The Latin Grammy Award for Best Pop Vocal Album was an honor presented at the 1st Latin Grammy Awards, a ceremony that recognizes excellence and creates a wider awareness of cultural diversity and contributions of Latin recording artists in the United States and internationally. The award was given to performers for albums containing at least 51% of new recordings of the pop genre. The award category was given only the first year that the Latin Grammy Awards were presented, along with two more discontinued categories, Female Pop Vocal Performance and Male Pop Vocal Performance, which were created to recognize excellence for singles or album tracks. Starting from the 2nd Latin Grammy Awards those categories were merged, creating Best Female Pop Vocal Album and Best Male Pop Vocal Album.

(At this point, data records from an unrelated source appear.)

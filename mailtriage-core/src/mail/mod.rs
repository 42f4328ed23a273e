//! Mail provider port
//!
//! The cycle talks to a mailbox only through [`MailProvider`]. [`GmailClient`]
//! speaks the Gmail REST API; [`FixtureProvider`] replays a JSON file for
//! demos and tests.

mod fixture;
mod gmail;

pub use fixture::FixtureProvider;
pub use gmail::{GmailClient, DEFAULT_GMAIL_API_BASE};

use crate::error::Result;
use crate::types::{MailMessage, ThreadSummary};

/// Mailbox access used by the triage cycle.
pub trait MailProvider {
    /// Name stored on thread and task rows.
    fn provider_name(&self) -> &str;

    /// Candidate threads changed within the lookback window, newest first.
    fn fetch_recent_threads(&self, lookback_days: u32, max_threads: usize) -> Result<Vec<ThreadSummary>>;

    /// The newest `max_messages` messages of a thread, oldest first.
    fn fetch_thread_messages(&self, thread_id: &str, max_messages: usize) -> Result<Vec<MailMessage>>;

    /// Send a single-part HTML message.
    fn send_mail(&self, to: &str, subject: &str, html: &str) -> Result<()>;
}
//! # mailtriage-core
//!
//! Core library for mailtriage - a local email triage and daily digest engine.
//!
//! This library provides:
//! - Domain types for threads, triage outputs, and tasks
//! - Database storage layer with SQLite
//! - Configuration management
//! - Logging infrastructure
//! - The triage cycle: classify changed threads, reconcile tasks, render the digest
//!
//! ## Architecture
//!
//! A cycle flows through three stages:
//! - **Observe:** list recent threads from a [`mail::MailProvider`] and gate on change markers
//! - **Classify:** triage changed threads (simulated rules or a delegated completion endpoint),
//!   validated against the triage schema
//! - **Act:** reconcile recommended actions into deduplicated tasks and render the open
//!   tasks as a bucketed HTML digest
//!
//! ## Example
//!
//! ```rust,no_run
//! use mailtriage_core::{Config, Database};
//!
//! // Load configuration
//! let config = Config::load().expect("failed to load config");
//!
//! // Open database
//! let db = Database::open(&Config::database_path()).expect("failed to open database");
//! db.migrate().expect("failed to run migrations");
//! ```

// Re-export commonly used items at the crate root
pub use config::Config;
pub use cycle::{CycleReport, TriageCycle};
pub use db::Database;
pub use error::{Error, Result};
pub use schema::TriageSchema;
pub use triage::TriageEngine;
pub use types::*;

// Public modules
pub mod config;
pub mod cycle;
pub mod db;
pub mod digest;
pub mod error;
pub mod followup;
pub mod logging;
pub mod mail;
pub mod reconcile;
pub mod schema;
pub mod staleness;
pub mod triage;
pub mod types;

The nominees for the category, in the inaugural year, included Toma Ketama! by Spanish band Ketama, Amarte Es Un Placer by Mexican singer Luis Miguel, MTV Unplugged by Mexican band Maná, Vengo Naciendo by Cuban performer Pablo Milanés, and MTV Unplugged by Colombian singer-songwriter Shakira. Regarding their nomination, Ketama's Antonio Carmona declared that he was surprised: "I think it's the first time a flamenco group gets nominated for something like this... so this is a huge opportunity to be seen by the Latin world." The award was given to Miguel, who also earned the Latin Grammy Awards for Album of the Year and Male Pop Vocal Performance for "Tu Mirada".  About the award outcome, Leila Cobo of Billboard magazine, named Amarte Es Un Placer by Miguel "unremarkable", also mentioning that it was a surprise that the singer won three trophies that night, despite his refusal to attend the show and perform. As for the rest of the nominees, Shakira was awarded two Latin Grammys at the ceremony and eventually earned the Grammy Award for Best Latin Pop Album for her MTV Unplugged. Mexican band Maná received three awards that same year; Record of the Year and Best Rock Performance by a Duo or Group with Vocal for "Corazón Espinado" (a duet with Santana) and Best Pop Performance by a Duo or Group with Vocal for "Se Me Olvidó Otra Vez". Milanés did not receive any awards that night. However, in 2006 he won in two categories, Best Singer-Songwriter Album and Best Traditional Tropical Album.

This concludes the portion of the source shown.